As memórias sacramentam a existência e o pertencimento a determinado 
grupo, com seus rituais, seus costumes, seus credos, sua etnia própria. Somos 
mais ou menos prestigiados conforme a "quantidade de memória" produzida, 
registrada. 
Para Rousso (2000) a memória é: "uma reconstrução psíquica e intelectual que 
acarreta de fato uma representação seletiva do passado, uma passado que nunca é aquele do 
indivíduo somente, mas de um indivíduo inserido num contexto familiar, social, nacional. Portanto 
toda memória é, por definição, ‘coletiva’, como sugeriu Maurice Halbwachs. Seu atributo mais 
imediato é garantir a continuidade do tempo e permitir resistir à alteridade, ao "tempo que muda", 
às rupturas que são o destino de toda vida humana; em suma, ela constitui - eis uma banalidade - 
um elemento essencial da identidade, da percepção de si e dos outros. " (p.95, grifos meus) 

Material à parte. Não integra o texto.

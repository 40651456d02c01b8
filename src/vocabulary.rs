// imports
use crate::corpus::CorpusStats;
use fnv::FnvHashMap;
use std::sync::Arc;


/// Read access shared by both vocabulary variants.
pub trait Lexicon {
    /// Index of `token`, or `None` when the token is out of vocabulary.
    fn index_of(&self, token: &str) -> Option<usize>;

    /// Token stored at `index`.
    fn token(&self, index: usize) -> Option<&str>;

    /// Tokens in index order.
    fn tokens(&self) -> &[String];

    fn len(&self) -> usize {
        self.tokens().len()
    }

    fn is_empty(&self) -> bool {
        self.len() == 0
    }

    fn contains(&self, token: &str) -> bool {
        self.index_of(token).is_some()
    }

    fn iter(&self) -> std::slice::Iter<'_, String> {
        self.tokens().iter()
    }
}


// ordered tokens plus the reverse map; indices are contiguous from 0
#[derive(Clone, Debug, Default, PartialEq, Eq)]
struct Words {
    words: Vec<String>,
    t2i: FnvHashMap<String, usize>,
}

impl Words {

    fn get(&self, token: &str) -> Option<usize> {
        self.t2i.get(token).copied()
    }

    fn push(&mut self, token: &str) -> usize {
        if let Some(i) = self.get(token) {
            return i
        }
        let i = self.words.len();
        self.words.push(token.to_owned());
        self.t2i.insert(token.to_owned(), i);
        i
    }
}


/// Closed vocabulary, built before counting starts and never modified.
#[derive(Clone, Debug, Default, PartialEq, Eq)]
pub struct Vocabulary {
    inner: Words,
}

impl Vocabulary {

    /// Builds a vocabulary in the given order. A repeated token keeps the
    /// index of its first occurrence.
    pub fn new<I, W>(words: I) -> Self
    where
        I: IntoIterator<Item = W>,
        W: AsRef<str> {

        let mut inner = Words::default();
        for word in words {
            inner.push(word.as_ref());
        }
        Self { inner }
    }

    /// The `max_size` most frequent tokens of the corpus, most frequent first.
    /// Ties are broken lexicographically so the result does not depend on
    /// hash map ordering.
    pub fn most_frequent(stats: &CorpusStats, max_size: usize) -> Self {

        let mut tup = stats.iter().collect::<Vec<(&str, u64)>>();
        tup.sort_unstable_by(|(word_a, freq_a), (word_b, freq_b)| {
            freq_b.cmp(freq_a).then_with(|| word_a.cmp(word_b))
        });
        tup.truncate(max_size);

        Self::new(tup.into_iter().map(|(word, _)| word))
    }
}

impl Lexicon for Vocabulary {
    fn index_of(&self, token: &str) -> Option<usize> {
        self.inner.get(token)
    }

    fn token(&self, index: usize) -> Option<&str> {
        self.inner.words.get(index).map(|w| w.as_str())
    }

    fn tokens(&self) -> &[String] {
        &self.inner.words
    }
}

impl From<DynamicVocabulary> for Vocabulary {
    fn from(vocab: DynamicVocabulary) -> Self {
        Self { inner: vocab.inner }
    }
}


/// Vocabulary that grows on demand. Indices are only ever appended.
#[derive(Clone, Debug, Default, PartialEq, Eq)]
pub struct DynamicVocabulary {
    inner: Words,
}

impl DynamicVocabulary {

    pub fn new() -> Self {
        Self::default()
    }

    /// Index of `token`, appending it first if it was never seen.
    pub fn index_of_or_insert(&mut self, token: &str) -> usize {
        self.inner.push(token)
    }

    /// Freezes the vocabulary once no more growth is expected.
    pub fn freeze(self) -> Vocabulary {
        Vocabulary::from(self)
    }
}

impl Lexicon for DynamicVocabulary {
    fn index_of(&self, token: &str) -> Option<usize> {
        self.inner.get(token)
    }

    fn token(&self, index: usize) -> Option<&str> {
        self.inner.words.get(index).map(|w| w.as_str())
    }

    fn tokens(&self) -> &[String] {
        &self.inner.words
    }
}


/// How context tokens are indexed during a run: against a vocabulary given
/// up front, or against one discovered while counting.
#[derive(Clone, Debug)]
pub enum ContextVocabulary {
    Fixed(Arc<Vocabulary>),
    Dynamic,
}

impl ContextVocabulary {

    pub fn fixed(vocab: Vocabulary) -> Self {
        ContextVocabulary::Fixed(Arc::new(vocab))
    }

    pub fn is_dynamic(&self) -> bool {
        matches!(self, ContextVocabulary::Dynamic)
    }
}


#[cfg(test)]
mod tests {

    use super::{CorpusStats, DynamicVocabulary, Lexicon, Vocabulary};

    #[test]
    fn fixed_vocabulary_lookup() {
        let vocab = Vocabulary::new(["a", "b", "c", "b"]);

        assert_eq!(vocab.len(), 3);
        assert_eq!(vocab.index_of("a"), Some(0));
        assert_eq!(vocab.index_of("b"), Some(1));
        assert_eq!(vocab.index_of("c"), Some(2));
        assert_eq!(vocab.index_of("d"), None);
        assert_eq!(vocab.token(2), Some("c"));
        assert_eq!(vocab.token(3), None);

        // restartable, in index order
        let first = vocab.iter().cloned().collect::<Vec<String>>();
        let second = vocab.iter().cloned().collect::<Vec<String>>();
        assert_eq!(first, vec!["a", "b", "c"]);
        assert_eq!(first, second);
    }

    #[test]
    fn dynamic_vocabulary_only_appends() {
        let mut vocab = DynamicVocabulary::new();
        assert!(vocab.is_empty());

        assert_eq!(vocab.index_of_or_insert("x"), 0);
        assert_eq!(vocab.index_of_or_insert("y"), 1);
        assert_eq!(vocab.index_of_or_insert("x"), 0);
        assert_eq!(vocab.index_of("z"), None);
        assert_eq!(vocab.index_of_or_insert("z"), 2);

        let frozen = vocab.freeze();
        assert_eq!(frozen.tokens(), &["x".to_string(), "y".to_string(), "z".to_string()]);
    }

    #[test]
    fn most_frequent_breaks_ties_by_token() {
        let stats = CorpusStats::from_frequencies([("you", 4), ("are", 3), ("a", 3), ("pro", 1)]);
        let vocab = Vocabulary::most_frequent(&stats, 3);

        assert_eq!(vocab.tokens(), &["you".to_string(), "a".to_string(), "are".to_string()]);

        let all = Vocabulary::most_frequent(&stats, 100);
        assert_eq!(all.len(), 4);
    }
}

A memória se produz e reproduz em um contexto de mudança, está em 
movimento, os registros aparecem em determinado momento da vida, em 
determinada época em umgrupo social, em um país, em função de outros 
acontecimentos imediatos, outras recorrências, sendo estas recorrências de 
lembranças observadas pelos historiadores para constituir a memória coletiva. 
O processo contínuo de lembrar e esquecer, de constituir identidades, de 
registrar as lembranças e valorizar os registros, vai garantindo a cidadania, a 
autonomia, a capacidade plena do "ser" político e social, possibilidades de 
inclusão social, tolerância e convivência na sociedade pelo conhecimento das 
suas memórias e de outros grupos sociais, que possuem outros credos, outras 
formas de alimentar-se, vestir-se, outros entendimentos sobre a vida. 
As lembranças constituem o ser, e o ser constitui as lembranças por sua 
capacidade de lembrar e esquecer, impregnado de suas experiências imediatas. 
 
 
 
 
 
 
Referências bibliográficas: 
BOSI, Ecléa. Memória e Sociedade: lembrança de velhos. São Paulo: T. A. 
Queiroz, 1983. 
ELIAS, Norbert. A sociedade dos Indivíduos. Lisboa: Publicações Dom Quixote, 
1999. 
ELIAS, Norbert e SCOTSON, John L.. Os estabelecidos e os outsiders. Rio de 
Janeiro: Jorge Zahar, 2000. 
THOMSON, Alistair, FRISCH, Michael, HAMILTON, Paula. Os debates sobre 
memória e história: alguns aspectos internacionais. In Usos e Abusos da História 
Oral. 3 ed. Rio de Janeiro: Editora da Fundação Getúlio Vargas, 2000. 
ROUSSO, Henry. A memória não é mais o que era. In Usos e Abusos da 
História Oral. 3 ed. Rio de Janeiro: Editora da Fundação Getúlio Vargas, 2000.